Not so itsy bitsy spider.  
These spiders are one of the things I like about fall here in Japan.  Not only are they rather large with a 10cm leg span, but their webs can be as large as 2 metres across.

Tuesday, May 12, 2009

Small things....larger!

It is spring, almost summer, once again in Japan, for this post I decided to take some close ups of the various flying and crawling friends that have awoken with the lengthening days.
I still don't have a lens to get extremely close to my subjects but, with 12 mega pixels, a good sharp image can be cropped to achieve much the same effect.

Click the photos to enlarge.

A fly perched upon a flower petal.


This particular fly does its best to look like a wasp and thus scarier than it deserves!

A rather hairy butterfly sipping nectar concludes the prey section of this post.


Predators!
Any gardener will welcome the Ladybug, destroyer of aphids in their garden.

Waiting,
Got 'im!
Spider dines on a gnat.

A surprisingly large jumping spider (11mm long) investigates a stray piece of cloth in a sink.

And decides the camera was much more interesting!

Monday, October 27, 2008

Bugs II

Japan is also home to a large number of truly enourmous insects, these are some that I photographed near and at the school where I work.
A male stag beetle, prized as pets, can live for 3-4 years.
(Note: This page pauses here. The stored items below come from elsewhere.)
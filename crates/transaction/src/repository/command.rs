use crate::{
    abstract_trait::transaction::repository::TransactionCommandRepositoryTrait,
    model::transaction::AdjustmentTransaction as TransactionModel,
};
use async_trait::async_trait;
use shared::{config::ConnectionPool, errors::RepositoryError};
use tracing::{error, info};
use uuid::Uuid;

#[derive(Clone)]
pub struct TransactionCommandRepository {
    db: ConnectionPool,
}

impl TransactionCommandRepository {
    pub fn new(db: ConnectionPool) -> Self {
        Self { db }
    }
}

#[async_trait]
impl TransactionCommandRepositoryTrait for TransactionCommandRepository {
    async fn create(
        &self,
        transaction: &TransactionModel,
    ) -> Result<TransactionModel, RepositoryError> {
        info!(
            "📦 Inserting transaction for sku {} with quantity {}",
            transaction.sku, transaction.quantity
        );

        let created = sqlx::query_as::<_, TransactionModel>(
            r#"
            INSERT INTO adjustment_transactions (id, sku, qty, created_at)
            VALUES ($1, $2, $3, $4)
            RETURNING id, sku, qty, created_at
            "#,
        )
        .bind(transaction.id)
        .bind(&transaction.sku)
        .bind(transaction.quantity)
        .bind(transaction.created_at)
        .fetch_one(&self.db)
        .await
        .map_err(|e| {
            error!("❌ Failed to insert transaction: {e:?}");
            RepositoryError::from(e)
        })?;

        Ok(created)
    }

    async fn update(
        &self,
        transaction: &TransactionModel,
    ) -> Result<TransactionModel, RepositoryError> {
        info!("✏️ Updating transaction {}", transaction.id);

        let updated = sqlx::query_as::<_, TransactionModel>(
            r#"
            UPDATE adjustment_transactions
            SET sku = $2, qty = $3
            WHERE id = $1
            RETURNING id, sku, qty, created_at
            "#,
        )
        .bind(transaction.id)
        .bind(&transaction.sku)
        .bind(transaction.quantity)
        .fetch_optional(&self.db)
        .await
        .map_err(|e| {
            error!("❌ Failed to update transaction {}: {e:?}", transaction.id);
            RepositoryError::from(e)
        })?;

        updated.ok_or(RepositoryError::NotFound)
    }

    async fn delete(&self, id: Uuid) -> Result<(), RepositoryError> {
        info!("🗑️ Deleting transaction {id}");

        let result = sqlx::query("DELETE FROM adjustment_transactions WHERE id = $1")
            .bind(id)
            .execute(&self.db)
            .await
            .map_err(|e| {
                error!("❌ Failed to delete transaction {id}: {e:?}");
                RepositoryError::from(e)
            })?;

        if result.rows_affected() == 0 {
            return Err(RepositoryError::NotFound);
        }

        Ok(())
    }

    async fn delete_by_sku(&self, sku: &str) -> Result<(), RepositoryError> {
        info!("🗑️ Deleting transactions for sku {sku}");

        sqlx::query("DELETE FROM adjustment_transactions WHERE sku = $1")
            .bind(sku)
            .execute(&self.db)
            .await
            .map_err(|e| {
                error!("❌ Failed to delete transactions for sku {sku}: {e:?}");
                RepositoryError::from(e)
            })?;

        Ok(())
    }
}
use crate::{
    abstract_trait::{
        http_client::{DynCatalogHttpClient, DynTransactionHttpClient},
        product::service::{DynProductCommandService, DynProductQueryService},
    },
    http_client::{catalog::CatalogHttpClientService, transaction::TransactionHttpClientService},
    repository::{command::ProductCommandRepository, query::ProductQueryRepository},
    service::{
        command::{ProductCommandService, ProductCommandServiceDeps},
        query::ProductQueryService,
    },
};
use prometheus_client::registry::Registry;
use shared::config::ConnectionPool;
use std::{fmt, sync::Arc};

#[derive(Clone)]
pub struct DependenciesInject {
    pub product_query: DynProductQueryService,
    pub product_command: DynProductCommandService,
}

impl fmt::Debug for DependenciesInject {
    fn fmt(&self, f: &mut fmt::Formatter<'_>) -> fmt::Result {
        f.debug_struct("DependenciesInject")
            .field("product_query", &"ProductQueryService")
            .field("product_command", &"ProductCommandService")
            .finish()
    }
}

pub struct DependenciesInjectDeps {
    pub pool: ConnectionPool,
    pub http_client: reqwest::Client,
    pub transaction_service_url: String,
    pub catalog_base_url: String,
    pub catalog_api_key: String,
}

impl DependenciesInject {
    pub fn new(deps: DependenciesInjectDeps, registry: &mut Registry) -> Self {
        let DependenciesInjectDeps {
            pool,
            http_client,
            transaction_service_url,
            catalog_base_url,
            catalog_api_key,
        } = deps;

        let query_repo = Arc::new(ProductQueryRepository::new(pool.clone()));
        let command_repo = Arc::new(ProductCommandRepository::new(pool));

        let transaction_client: DynTransactionHttpClient = Arc::new(
            TransactionHttpClientService::new(http_client.clone(), transaction_service_url),
        );
        let catalog_client: DynCatalogHttpClient = Arc::new(CatalogHttpClientService::new(
            http_client,
            catalog_base_url,
            catalog_api_key,
        ));

        let product_query: DynProductQueryService = Arc::new(ProductQueryService::new(
            query_repo.clone(),
            transaction_client.clone(),
            registry,
        ));

        let product_command: DynProductCommandService = Arc::new(ProductCommandService::new(
            ProductCommandServiceDeps {
                query: query_repo,
                command: command_repo,
                transaction_client,
                catalog_client,
            },
            registry,
        ));

        Self {
            product_query,
            product_command,
        }
    }
}
use sqlx::Error as SqlxError;
use thiserror::Error;

#[derive(Debug, Error)]
pub enum RepositoryError {
    #[error("Database error: {0}")]
    Sqlx(#[from] SqlxError),

    #[error("Not found")]
    NotFound,

    #[error("Already exists: {0}")]
    AlreadyExists(String),

    #[error("Custom: {0}")]
    Custom(String),
}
Wild ones such as this can fetch a price of a few thousand yen. Very rare ones go for over 10,000 yen, sometimes even more!

This is a female Rhinocerous Beetle, it lacks the Rhino-like horn of the males but is almost as large. She was particularly hefty and quite strong. This beetle is about 5cm long.

A large Praying Mantis. Well camoflaged, they wait, wait and wait then when something tasty comes along...BAM! Lunch is served stabbed by and stuck to the forearms, eaten alive to preserve 'freshness'. As is a particularly nasty 'sashimi' dish that I will not partake in, I prefer my fish dead. Raw or cooked, it must be dead.

Sometimes they like to take a walk across the parking lot, and strike a pose for the camera.

Cleanliness is next to godliness I have heard.
Which god might this be?

It spotted me spotting it as it was stalking prey.

Antheraea yamamai. A bit like a flying plush toy.

It's 'The Hungry Catepillar'!

Dragonflies have the most jewel-like eyes. All 5 eyes.

Apiphobics may want to skip the next picture.
Vespa Mandarinia, the Asian Giant Hornet! Each is 5cm long, they kill people every year in Japan. Japanese people also eat them. This appears to be a group that has left the main nest and will escort a Queen, presumably in the centre of this mass of hornets. In this picture we can see 11 hornets, I don't know how many are on the other side of the leaf. None of them challenged me as I took the picture, sans flash, and quickly got out of there.

Leucauge subblanda: A rather beatiful little spider.

Dolomedes sulfureus. A large golden spider, I was most surprized by its colour.